- **WHAT YOU ARE ASKED TO DO**: Give back exactly the lines of the data below, starting with the line that has "debug!(user = %caller, item" and going on through the line that has "use super::*;".

Stored data entries

==========

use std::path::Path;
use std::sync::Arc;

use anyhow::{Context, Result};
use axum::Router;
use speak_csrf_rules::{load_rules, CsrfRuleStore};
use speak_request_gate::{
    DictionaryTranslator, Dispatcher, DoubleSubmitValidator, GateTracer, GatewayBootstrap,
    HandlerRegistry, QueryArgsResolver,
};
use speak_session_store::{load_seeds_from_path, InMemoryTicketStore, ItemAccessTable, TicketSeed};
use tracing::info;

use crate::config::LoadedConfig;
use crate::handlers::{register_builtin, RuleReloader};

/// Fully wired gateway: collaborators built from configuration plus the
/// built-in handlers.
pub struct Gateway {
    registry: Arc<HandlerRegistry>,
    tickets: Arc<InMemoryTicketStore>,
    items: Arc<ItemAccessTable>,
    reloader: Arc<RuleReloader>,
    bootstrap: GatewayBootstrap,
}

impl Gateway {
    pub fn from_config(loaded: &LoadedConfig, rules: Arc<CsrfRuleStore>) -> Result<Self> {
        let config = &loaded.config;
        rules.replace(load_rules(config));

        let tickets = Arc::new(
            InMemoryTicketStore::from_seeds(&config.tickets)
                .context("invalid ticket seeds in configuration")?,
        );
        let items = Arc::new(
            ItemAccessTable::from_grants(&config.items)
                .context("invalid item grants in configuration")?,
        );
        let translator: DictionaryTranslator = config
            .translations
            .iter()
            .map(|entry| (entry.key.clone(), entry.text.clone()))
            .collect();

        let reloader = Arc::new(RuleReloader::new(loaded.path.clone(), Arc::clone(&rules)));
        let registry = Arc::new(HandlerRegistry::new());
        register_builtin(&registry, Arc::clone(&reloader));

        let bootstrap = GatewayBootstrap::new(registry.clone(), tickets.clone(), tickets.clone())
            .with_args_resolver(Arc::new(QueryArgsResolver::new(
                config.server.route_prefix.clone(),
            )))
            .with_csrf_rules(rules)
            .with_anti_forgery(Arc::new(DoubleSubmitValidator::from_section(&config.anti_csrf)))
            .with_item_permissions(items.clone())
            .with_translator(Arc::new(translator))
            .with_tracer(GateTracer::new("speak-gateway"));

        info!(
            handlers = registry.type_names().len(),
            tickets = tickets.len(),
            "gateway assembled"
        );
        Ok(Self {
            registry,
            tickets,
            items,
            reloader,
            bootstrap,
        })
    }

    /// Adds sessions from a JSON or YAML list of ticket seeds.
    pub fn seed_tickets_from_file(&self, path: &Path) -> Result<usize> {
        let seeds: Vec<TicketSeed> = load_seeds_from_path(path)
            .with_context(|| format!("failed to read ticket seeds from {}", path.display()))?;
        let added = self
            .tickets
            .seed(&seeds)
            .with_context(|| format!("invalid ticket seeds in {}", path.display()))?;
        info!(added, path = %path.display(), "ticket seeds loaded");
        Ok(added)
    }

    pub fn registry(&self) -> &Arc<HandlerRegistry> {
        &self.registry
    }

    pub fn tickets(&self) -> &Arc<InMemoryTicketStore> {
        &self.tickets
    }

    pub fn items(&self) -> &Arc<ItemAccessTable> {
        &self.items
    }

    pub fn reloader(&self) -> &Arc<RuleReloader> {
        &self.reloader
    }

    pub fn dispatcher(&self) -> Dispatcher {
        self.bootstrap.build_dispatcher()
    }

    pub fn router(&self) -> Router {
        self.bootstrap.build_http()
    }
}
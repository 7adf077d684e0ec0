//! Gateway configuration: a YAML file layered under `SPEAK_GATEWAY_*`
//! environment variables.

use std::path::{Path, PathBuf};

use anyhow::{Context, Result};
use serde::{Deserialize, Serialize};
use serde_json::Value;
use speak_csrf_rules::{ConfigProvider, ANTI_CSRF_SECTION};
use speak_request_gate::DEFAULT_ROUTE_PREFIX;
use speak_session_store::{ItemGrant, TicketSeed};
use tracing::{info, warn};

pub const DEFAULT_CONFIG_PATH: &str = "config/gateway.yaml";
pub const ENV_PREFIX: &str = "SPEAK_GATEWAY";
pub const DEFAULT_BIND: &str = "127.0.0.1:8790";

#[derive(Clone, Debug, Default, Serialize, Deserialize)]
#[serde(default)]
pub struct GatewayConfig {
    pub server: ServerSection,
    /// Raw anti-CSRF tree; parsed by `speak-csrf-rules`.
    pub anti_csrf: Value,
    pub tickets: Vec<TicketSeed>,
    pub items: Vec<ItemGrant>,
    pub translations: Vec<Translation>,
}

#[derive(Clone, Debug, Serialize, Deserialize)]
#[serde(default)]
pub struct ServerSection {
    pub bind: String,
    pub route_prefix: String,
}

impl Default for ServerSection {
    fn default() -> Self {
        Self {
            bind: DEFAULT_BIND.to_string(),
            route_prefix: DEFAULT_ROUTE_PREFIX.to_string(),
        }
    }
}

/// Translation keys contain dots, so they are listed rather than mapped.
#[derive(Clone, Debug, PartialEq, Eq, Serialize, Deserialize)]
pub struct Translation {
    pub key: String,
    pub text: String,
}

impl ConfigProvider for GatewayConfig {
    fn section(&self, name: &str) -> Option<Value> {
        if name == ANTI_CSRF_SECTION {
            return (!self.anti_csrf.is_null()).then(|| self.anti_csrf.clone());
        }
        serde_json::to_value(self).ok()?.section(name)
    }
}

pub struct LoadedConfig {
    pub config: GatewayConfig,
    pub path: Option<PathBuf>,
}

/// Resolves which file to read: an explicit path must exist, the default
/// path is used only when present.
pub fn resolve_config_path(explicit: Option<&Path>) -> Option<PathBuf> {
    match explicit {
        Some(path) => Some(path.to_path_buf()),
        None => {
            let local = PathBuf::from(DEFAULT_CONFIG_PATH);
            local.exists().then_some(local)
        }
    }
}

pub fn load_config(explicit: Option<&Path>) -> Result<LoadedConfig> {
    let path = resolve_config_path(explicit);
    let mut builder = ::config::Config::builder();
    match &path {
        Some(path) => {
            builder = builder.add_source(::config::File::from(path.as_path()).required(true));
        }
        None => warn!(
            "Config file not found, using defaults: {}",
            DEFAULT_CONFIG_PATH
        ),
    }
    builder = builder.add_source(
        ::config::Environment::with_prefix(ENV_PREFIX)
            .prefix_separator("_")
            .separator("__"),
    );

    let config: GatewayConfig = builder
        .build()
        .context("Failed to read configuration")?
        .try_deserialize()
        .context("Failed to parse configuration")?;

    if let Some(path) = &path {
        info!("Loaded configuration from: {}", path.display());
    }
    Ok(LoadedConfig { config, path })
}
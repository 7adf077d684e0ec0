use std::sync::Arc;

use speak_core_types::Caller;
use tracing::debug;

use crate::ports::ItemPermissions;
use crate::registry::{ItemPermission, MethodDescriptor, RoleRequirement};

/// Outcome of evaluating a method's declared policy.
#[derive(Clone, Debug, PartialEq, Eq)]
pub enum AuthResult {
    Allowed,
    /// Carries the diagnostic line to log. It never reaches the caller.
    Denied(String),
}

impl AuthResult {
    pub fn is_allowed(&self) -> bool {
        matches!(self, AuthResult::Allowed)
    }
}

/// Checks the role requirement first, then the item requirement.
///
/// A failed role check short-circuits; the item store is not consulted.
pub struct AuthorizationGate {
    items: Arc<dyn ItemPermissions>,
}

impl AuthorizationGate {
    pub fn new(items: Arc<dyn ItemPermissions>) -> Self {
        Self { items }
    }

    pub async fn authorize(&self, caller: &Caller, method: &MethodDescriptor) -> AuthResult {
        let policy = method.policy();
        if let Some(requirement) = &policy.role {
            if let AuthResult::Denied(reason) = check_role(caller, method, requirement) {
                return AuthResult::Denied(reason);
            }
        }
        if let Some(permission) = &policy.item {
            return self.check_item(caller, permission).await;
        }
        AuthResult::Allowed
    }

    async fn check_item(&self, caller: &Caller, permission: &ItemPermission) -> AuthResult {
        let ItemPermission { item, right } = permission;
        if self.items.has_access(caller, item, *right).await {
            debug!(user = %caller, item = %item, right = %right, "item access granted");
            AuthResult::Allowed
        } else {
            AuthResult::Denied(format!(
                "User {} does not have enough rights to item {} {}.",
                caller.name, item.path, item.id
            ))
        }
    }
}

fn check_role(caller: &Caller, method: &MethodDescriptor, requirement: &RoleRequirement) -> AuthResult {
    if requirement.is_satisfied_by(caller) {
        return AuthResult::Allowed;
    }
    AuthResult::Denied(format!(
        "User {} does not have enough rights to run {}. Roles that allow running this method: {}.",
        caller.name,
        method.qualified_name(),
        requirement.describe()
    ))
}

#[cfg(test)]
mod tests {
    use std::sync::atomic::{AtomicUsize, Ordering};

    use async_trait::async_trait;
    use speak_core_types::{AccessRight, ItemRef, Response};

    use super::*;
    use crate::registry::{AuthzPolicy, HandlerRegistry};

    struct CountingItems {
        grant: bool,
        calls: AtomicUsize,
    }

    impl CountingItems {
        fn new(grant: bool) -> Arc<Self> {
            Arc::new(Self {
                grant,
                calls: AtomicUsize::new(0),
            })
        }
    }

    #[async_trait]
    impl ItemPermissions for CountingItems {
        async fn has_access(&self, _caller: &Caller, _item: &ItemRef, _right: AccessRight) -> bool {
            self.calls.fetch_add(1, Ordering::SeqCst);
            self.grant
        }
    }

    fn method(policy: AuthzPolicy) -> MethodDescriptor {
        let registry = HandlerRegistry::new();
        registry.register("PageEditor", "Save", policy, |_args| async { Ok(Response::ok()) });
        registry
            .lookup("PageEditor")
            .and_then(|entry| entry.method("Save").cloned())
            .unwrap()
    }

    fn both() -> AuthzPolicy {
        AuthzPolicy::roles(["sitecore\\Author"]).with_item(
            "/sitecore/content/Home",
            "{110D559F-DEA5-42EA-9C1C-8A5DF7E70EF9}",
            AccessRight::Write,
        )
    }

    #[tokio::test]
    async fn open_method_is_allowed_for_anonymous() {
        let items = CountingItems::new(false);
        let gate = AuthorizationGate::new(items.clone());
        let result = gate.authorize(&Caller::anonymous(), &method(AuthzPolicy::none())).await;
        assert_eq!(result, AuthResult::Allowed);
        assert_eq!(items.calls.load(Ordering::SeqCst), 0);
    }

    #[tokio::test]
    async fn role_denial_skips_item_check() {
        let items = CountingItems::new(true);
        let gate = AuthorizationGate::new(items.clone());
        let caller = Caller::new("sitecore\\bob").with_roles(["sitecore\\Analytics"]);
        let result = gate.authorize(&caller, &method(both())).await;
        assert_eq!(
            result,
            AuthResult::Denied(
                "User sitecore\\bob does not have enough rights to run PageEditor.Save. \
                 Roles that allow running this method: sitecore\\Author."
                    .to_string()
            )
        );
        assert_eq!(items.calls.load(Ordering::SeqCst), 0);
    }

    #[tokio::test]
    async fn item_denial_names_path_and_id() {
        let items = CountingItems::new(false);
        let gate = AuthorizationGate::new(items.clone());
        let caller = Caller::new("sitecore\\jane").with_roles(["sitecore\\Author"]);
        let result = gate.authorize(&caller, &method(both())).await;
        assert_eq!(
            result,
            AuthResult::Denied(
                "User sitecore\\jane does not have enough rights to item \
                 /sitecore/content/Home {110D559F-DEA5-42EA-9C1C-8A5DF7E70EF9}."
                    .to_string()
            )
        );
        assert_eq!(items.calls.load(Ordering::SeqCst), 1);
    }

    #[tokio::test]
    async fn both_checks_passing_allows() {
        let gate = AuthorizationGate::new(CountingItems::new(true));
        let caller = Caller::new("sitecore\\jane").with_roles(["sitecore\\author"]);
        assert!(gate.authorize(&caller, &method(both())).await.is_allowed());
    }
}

==========

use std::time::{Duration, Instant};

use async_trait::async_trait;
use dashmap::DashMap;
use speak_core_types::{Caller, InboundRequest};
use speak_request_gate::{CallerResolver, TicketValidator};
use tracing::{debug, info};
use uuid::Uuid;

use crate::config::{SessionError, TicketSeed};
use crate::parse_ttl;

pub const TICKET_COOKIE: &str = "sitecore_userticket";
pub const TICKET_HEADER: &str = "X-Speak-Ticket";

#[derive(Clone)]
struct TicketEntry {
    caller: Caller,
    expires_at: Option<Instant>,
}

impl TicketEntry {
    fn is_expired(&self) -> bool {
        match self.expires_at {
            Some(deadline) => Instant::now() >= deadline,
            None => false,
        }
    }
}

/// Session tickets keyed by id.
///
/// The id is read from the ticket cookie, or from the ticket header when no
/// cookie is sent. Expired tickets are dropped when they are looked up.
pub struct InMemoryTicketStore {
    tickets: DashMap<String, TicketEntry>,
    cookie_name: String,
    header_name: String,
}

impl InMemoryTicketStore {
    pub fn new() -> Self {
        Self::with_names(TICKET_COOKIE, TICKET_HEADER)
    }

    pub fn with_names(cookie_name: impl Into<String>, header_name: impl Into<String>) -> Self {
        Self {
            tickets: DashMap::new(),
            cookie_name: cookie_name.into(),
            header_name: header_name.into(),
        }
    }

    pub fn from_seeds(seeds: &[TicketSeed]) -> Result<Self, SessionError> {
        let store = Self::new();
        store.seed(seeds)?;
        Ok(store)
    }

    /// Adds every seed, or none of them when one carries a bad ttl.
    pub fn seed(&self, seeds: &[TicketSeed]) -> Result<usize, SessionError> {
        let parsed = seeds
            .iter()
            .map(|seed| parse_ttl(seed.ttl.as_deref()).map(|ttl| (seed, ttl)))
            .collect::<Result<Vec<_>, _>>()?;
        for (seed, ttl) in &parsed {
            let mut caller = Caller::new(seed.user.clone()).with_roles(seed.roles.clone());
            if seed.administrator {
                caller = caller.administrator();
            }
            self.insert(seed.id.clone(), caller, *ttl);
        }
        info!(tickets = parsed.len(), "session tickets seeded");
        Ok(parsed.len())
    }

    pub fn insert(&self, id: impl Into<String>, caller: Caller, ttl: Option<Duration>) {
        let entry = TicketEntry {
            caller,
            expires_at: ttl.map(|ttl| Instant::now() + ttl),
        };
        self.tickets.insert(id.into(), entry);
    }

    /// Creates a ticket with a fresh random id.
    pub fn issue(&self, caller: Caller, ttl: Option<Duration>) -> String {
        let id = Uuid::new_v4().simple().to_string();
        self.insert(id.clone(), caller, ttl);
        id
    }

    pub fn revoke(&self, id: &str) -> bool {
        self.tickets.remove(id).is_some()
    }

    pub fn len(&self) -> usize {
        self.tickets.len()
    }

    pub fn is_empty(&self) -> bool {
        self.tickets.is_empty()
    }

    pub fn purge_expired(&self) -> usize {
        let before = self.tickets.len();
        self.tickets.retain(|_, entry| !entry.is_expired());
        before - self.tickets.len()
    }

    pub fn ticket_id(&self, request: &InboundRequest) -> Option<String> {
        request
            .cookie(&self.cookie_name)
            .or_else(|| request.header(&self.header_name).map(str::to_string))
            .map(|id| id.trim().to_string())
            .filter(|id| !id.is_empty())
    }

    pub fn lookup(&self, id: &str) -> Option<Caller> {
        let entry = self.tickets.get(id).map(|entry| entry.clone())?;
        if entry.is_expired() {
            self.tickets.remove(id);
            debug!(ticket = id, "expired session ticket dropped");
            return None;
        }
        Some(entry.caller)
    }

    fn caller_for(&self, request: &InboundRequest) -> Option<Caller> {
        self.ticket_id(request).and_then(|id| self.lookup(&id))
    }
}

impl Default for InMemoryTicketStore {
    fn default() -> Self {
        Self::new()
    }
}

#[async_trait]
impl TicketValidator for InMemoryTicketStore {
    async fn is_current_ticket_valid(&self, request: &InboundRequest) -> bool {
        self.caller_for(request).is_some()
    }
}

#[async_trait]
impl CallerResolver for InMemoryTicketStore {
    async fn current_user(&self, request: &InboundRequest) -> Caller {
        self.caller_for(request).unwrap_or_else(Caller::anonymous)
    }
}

==========

- **SOLUTION FOR THIS TASK**:
            debug!(user = %caller, item = %item, right = %right, "item access granted");
            AuthResult::Allowed
        } else {
            AuthResult::Denied(format!(
                "User {} does not have enough rights to item {} {}.",
                caller.name, item.path, item.id
            ))
        }
    }
}

fn check_role(caller: &Caller, method: &MethodDescriptor, requirement: &RoleRequirement) -> AuthResult {
    if requirement.is_satisfied_by(caller) {
        return AuthResult::Allowed;
    }
    AuthResult::Denied(format!(
        "User {} does not have enough rights to run {}. Roles that allow running this method: {}.",
        caller.name,
        method.qualified_name(),
        requirement.describe()
    ))
}

#[cfg(test)]
mod tests {
    use std::sync::atomic::{AtomicUsize, Ordering};

    use async_trait::async_trait;
    use speak_core_types::{AccessRight, ItemRef, Response};

    use super::*;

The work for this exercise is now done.